**DIRECTIONS FOR THIS TASK:**
Line by line, copy out the data below exactly.
────────────────────────────────────────
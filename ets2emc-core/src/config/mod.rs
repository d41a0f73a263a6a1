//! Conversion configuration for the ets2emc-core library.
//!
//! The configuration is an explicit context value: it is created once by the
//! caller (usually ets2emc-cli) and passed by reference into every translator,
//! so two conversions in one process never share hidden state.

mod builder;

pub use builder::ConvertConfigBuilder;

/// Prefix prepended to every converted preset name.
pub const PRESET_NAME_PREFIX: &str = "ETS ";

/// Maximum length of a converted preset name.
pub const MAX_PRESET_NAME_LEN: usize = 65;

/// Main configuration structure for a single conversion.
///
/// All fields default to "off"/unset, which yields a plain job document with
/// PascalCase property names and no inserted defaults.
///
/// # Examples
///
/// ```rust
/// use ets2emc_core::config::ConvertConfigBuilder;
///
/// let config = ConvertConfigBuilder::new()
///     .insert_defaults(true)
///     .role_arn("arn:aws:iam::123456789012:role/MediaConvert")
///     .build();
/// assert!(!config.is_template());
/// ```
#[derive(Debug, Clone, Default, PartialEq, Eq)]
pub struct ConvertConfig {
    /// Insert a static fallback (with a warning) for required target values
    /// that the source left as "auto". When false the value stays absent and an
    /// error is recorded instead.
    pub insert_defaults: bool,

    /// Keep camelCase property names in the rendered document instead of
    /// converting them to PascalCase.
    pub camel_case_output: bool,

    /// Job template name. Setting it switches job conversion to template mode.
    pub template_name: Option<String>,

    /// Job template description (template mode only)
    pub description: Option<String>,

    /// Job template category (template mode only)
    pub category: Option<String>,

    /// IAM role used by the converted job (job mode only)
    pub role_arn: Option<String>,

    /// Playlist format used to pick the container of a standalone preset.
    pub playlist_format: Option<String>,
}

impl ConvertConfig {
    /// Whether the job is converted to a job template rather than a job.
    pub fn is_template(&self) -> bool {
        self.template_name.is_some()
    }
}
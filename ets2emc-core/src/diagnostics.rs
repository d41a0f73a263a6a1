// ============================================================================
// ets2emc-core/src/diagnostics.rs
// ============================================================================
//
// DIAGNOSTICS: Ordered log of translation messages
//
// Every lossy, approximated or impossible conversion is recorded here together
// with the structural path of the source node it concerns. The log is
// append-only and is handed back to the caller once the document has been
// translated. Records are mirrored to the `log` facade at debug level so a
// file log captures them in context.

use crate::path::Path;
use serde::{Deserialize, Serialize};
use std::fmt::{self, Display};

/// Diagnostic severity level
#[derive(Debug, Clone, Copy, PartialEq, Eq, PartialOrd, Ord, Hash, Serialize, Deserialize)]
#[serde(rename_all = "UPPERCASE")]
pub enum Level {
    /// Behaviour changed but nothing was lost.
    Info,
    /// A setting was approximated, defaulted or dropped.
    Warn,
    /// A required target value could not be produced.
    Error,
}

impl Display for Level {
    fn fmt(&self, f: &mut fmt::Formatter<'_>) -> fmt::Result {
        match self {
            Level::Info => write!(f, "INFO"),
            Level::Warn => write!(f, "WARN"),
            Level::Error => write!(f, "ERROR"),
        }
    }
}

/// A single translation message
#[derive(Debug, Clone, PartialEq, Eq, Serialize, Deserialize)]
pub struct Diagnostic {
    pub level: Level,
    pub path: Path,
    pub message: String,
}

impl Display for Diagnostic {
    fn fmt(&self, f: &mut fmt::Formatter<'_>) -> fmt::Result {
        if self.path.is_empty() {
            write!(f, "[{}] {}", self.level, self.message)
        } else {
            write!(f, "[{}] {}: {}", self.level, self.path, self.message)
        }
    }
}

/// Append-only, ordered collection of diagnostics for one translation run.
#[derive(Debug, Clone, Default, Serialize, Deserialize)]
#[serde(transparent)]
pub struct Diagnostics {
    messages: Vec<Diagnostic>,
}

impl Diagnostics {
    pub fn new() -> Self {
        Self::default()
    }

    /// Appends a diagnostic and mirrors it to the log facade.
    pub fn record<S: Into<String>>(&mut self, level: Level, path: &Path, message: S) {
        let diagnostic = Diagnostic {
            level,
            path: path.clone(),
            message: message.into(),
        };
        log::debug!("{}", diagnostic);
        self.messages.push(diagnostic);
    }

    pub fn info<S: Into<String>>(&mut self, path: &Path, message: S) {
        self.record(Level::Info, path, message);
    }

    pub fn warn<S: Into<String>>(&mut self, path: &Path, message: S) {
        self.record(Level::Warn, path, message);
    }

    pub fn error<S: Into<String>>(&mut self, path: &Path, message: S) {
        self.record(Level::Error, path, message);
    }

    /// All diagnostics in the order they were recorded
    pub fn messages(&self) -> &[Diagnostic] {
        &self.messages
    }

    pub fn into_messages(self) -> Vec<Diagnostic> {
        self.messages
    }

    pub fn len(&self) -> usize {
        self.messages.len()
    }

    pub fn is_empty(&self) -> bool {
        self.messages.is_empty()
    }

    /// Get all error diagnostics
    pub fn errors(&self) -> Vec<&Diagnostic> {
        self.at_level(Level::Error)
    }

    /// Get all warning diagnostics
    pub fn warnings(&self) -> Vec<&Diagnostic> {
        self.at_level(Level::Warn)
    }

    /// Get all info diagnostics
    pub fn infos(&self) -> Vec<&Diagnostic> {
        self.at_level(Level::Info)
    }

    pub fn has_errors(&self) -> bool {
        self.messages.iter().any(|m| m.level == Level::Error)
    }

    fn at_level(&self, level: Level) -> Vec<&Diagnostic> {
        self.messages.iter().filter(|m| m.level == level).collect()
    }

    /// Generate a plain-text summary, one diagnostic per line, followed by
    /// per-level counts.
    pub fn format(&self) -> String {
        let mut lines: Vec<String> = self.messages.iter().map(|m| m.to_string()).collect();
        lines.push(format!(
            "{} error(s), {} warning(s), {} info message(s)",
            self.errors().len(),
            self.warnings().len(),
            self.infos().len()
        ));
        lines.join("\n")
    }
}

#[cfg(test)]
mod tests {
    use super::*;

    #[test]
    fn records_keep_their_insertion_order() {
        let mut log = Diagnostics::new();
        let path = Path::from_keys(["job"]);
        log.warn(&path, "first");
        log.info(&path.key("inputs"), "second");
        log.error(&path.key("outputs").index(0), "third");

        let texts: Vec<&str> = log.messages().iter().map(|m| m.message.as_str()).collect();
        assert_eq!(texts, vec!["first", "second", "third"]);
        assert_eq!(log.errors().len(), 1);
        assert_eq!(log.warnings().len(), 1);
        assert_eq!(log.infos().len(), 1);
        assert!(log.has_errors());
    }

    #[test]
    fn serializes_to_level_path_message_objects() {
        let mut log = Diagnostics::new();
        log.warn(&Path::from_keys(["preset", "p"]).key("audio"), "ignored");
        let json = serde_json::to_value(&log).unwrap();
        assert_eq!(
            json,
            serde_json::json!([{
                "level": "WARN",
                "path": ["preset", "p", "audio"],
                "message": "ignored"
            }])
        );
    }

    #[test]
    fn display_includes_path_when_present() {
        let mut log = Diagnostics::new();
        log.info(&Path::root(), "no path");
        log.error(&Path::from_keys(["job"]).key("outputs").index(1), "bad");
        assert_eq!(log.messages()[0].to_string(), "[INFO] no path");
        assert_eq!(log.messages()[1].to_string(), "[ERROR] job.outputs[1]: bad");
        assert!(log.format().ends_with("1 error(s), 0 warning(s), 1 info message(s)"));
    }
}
────────────────────────────────────────
**RESPONSE AREA:**
filename ets2emc-core/src/config/mod.rs
repository d41a0f73a263a6a1
//! Conversion configuration for the ets2emc-core library.
//!
//! The configuration is an explicit context value: it is created once by the
//! caller (usually ets2emc-cli) and passed by reference into every translator,
//! so two conversions in one process never share hidden state.

mod builder;

pub use builder::ConvertConfigBuilder;

/// Prefix prepended to every converted preset name.
pub const PRESET_NAME_PREFIX: &str = "ETS ";

/// Maximum length of a converted preset name.
pub const MAX_PRESET_NAME_LEN: usize = 65;

/// Main configuration structure for a single conversion.
///
/// All fields default to "off"/unset, which yields a plain job document with
/// PascalCase property names and no inserted defaults.
///
/// # Examples
///
/// ```rust
/// use ets2emc_core::config::ConvertConfigBuilder;
///
/// let config = ConvertConfigBuilder::new()
///     .insert_defaults(true)
///     .role_arn("arn:aws:iam::123456789012:role/MediaConvert")
///     .build();
/// assert!(!config.is_template());
/// ```
#[derive(Debug, Clone, Default, PartialEq, Eq)]
pub struct ConvertConfig {
    /// Insert a static fallback (with a warning) for required target values
    /// that the source left as "auto". When false the value stays absent and an
    /// error is recorded instead.
    pub insert_defaults: bool,

    /// Keep camelCase property names in the rendered document instead of
    /// converting them to PascalCase.
    pub camel_case_output: bool,

    /// Job template name. Setting it switches job conversion to template mode.
    pub template_name: Option<String>,

    /// Job template description (template mode only)
    pub description: Option<String>,

    /// Job template category (template mode only)
    pub category: Option<String>,

    /// IAM role used by the converted job (job mode only)
    pub role_arn: Option<String>,

    /// Playlist format used to pick the container of a standalone preset.
    pub playlist_format: Option<String>,
}

impl ConvertConfig {
    /// Whether the job is converted to a job template rather than a job.
    pub fn is_template(&self) -> bool {
        self.template_name.is_some()
    }
}
filename ets2emc-core/src/diagnostics.rs
repository d41a0f73a263a6a1
// ============================================================================
// ets2emc-core/src/diagnostics.rs
// ============================================================================
//
// DIAGNOSTICS: Ordered log of translation messages
//
// Every lossy, approximated or impossible conversion is recorded here together
// with the structural path of the source node it concerns. The log is
// append-only and is handed back to the caller once the document has been
// translated. Records are mirrored to the `log` facade at debug level so a
// file log captures them in context.

use crate::path::Path;
use serde::{Deserialize, Serialize};
use std::fmt::{self, Display};

/// Diagnostic severity level
#[derive(Debug, Clone, Copy, PartialEq, Eq, PartialOrd, Ord, Hash, Serialize, Deserialize)]
#[serde(rename_all = "UPPERCASE")]
pub enum Level {
    /// Behaviour changed but nothing was lost.
    Info,
    /// A setting was approximated, defaulted or dropped.
    Warn,
    /// A required target value could not be produced.
    Error,
}

impl Display for Level {
    fn fmt(&self, f: &mut fmt::Formatter<'_>) -> fmt::Result {
        match self {
            Level::Info => write!(f, "INFO"),
            Level::Warn => write!(f, "WARN"),
            Level::Error => write!(f, "ERROR"),
        }
    }
}

/// A single translation message
#[derive(Debug, Clone, PartialEq, Eq, Serialize, Deserialize)]
pub struct Diagnostic {
    pub level: Level,
    pub path: Path,
    pub message: String,
}

impl Display for Diagnostic {
    fn fmt(&self, f: &mut fmt::Formatter<'_>) -> fmt::Result {
        if self.path.is_empty() {
            write!(f, "[{}] {}", self.level, self.message)
        } else {
            write!(f, "[{}] {}: {}", self.level, self.path, self.message)
        }
    }
}

/// Append-only, ordered collection of diagnostics for one translation run.
#[derive(Debug, Clone, Default, Serialize, Deserialize)]
#[serde(transparent)]
pub struct Diagnostics {
    messages: Vec<Diagnostic>,
}

impl Diagnostics {
    pub fn new() -> Self {
        Self::default()
    }

    /// Appends a diagnostic and mirrors it to the log facade.
    pub fn record<S: Into<String>>(&mut self, level: Level, path: &Path, message: S) {
        let diagnostic = Diagnostic {
            level,
            path: path.clone(),
            message: message.into(),
        };
        log::debug!("{}", diagnostic);
        self.messages.push(diagnostic);
    }

    pub fn info<S: Into<String>>(&mut self, path: &Path, message: S) {
        self.record(Level::Info, path, message);
    }

    pub fn warn<S: Into<String>>(&mut self, path: &Path, message: S) {
        self.record(Level::Warn, path, message);
    }

    pub fn error<S: Into<String>>(&mut self, path: &Path, message: S) {
        self.record(Level::Error, path, message);
    }

    /// All diagnostics in the order they were recorded
    pub fn messages(&self) -> &[Diagnostic] {
        &self.messages
    }

    pub fn into_messages(self) -> Vec<Diagnostic> {
        self.messages
    }

    pub fn len(&self) -> usize {
        self.messages.len()
    }

    pub fn is_empty(&self) -> bool {
        self.messages.is_empty()
    }

    /// Get all error diagnostics
    pub fn errors(&self) -> Vec<&Diagnostic> {
        self.at_level(Level::Error)
    }

    /// Get all warning diagnostics
    pub fn warnings(&self) -> Vec<&Diagnostic> {
        self.at_level(Level::Warn)
    }

    /// Get all info diagnostics
    pub fn infos(&self) -> Vec<&Diagnostic> {
        self.at_level(Level::Info)
    }

    pub fn has_errors(&self) -> bool {
        self.messages.iter().any(|m| m.level == Level::Error)
    }

    fn at_level(&self, level: Level) -> Vec<&Diagnostic> {
        self.messages.iter().filter(|m| m.level == level).collect()
    }

    /// Generate a plain-text summary, one diagnostic per line, followed by
    /// per-level counts.
    pub fn format(&self) -> String {
        let mut lines: Vec<String> = self.messages.iter().map(|m| m.to_string()).collect();
        lines.push(format!(
            "{} error(s), {} warning(s), {} info message(s)",
            self.errors().len(),
            self.warnings().len(),
            self.infos().len()
        ));
        lines.join("\n")
    }
}

#[cfg(test)]
mod tests {
    use super::*;

    #[test]
    fn records_keep_their_insertion_order() {
        let mut log = Diagnostics::new();
        let path = Path::from_keys(["job"]);
        log.warn(&path, "first");
        log.info(&path.key("inputs"), "second");
        log.error(&path.key("outputs").index(0), "third");

        let texts: Vec<&str> = log.messages().iter().map(|m| m.message.as_str()).collect();
        assert_eq!(texts, vec!["first", "second", "third"]);
        assert_eq!(log.errors().len(), 1);
        assert_eq!(log.warnings().len(), 1);
        assert_eq!(log.infos().len(), 1);
        assert!(log.has_errors());
    }

    #[test]
    fn serializes_to_level_path_message_objects() {
        let mut log = Diagnostics::new();
        log.warn(&Path::from_keys(["preset", "p"]).key("audio"), "ignored");
        let json = serde_json::to_value(&log).unwrap();
        assert_eq!(
            json,
            serde_json::json!([{
                "level": "WARN",
                "path": ["preset", "p", "audio"],
                "message": "ignored"
            }])
        );
    }

    #[test]
    fn display_includes_path_when_present() {
        let mut log = Diagnostics::new();
        log.info(&Path::root(), "no path");
        log.error(&Path::from_keys(["job"]).key("outputs").index(1), "bad");
        assert_eq!(log.messages()[0].to_string(), "[INFO] no path");
        assert_eq!(log.messages()[1].to_string(), "[ERROR] job.outputs[1]: bad");
        assert!(log.format().ends_with("1 error(s), 0 warning(s), 1 info message(s)"));
    }
}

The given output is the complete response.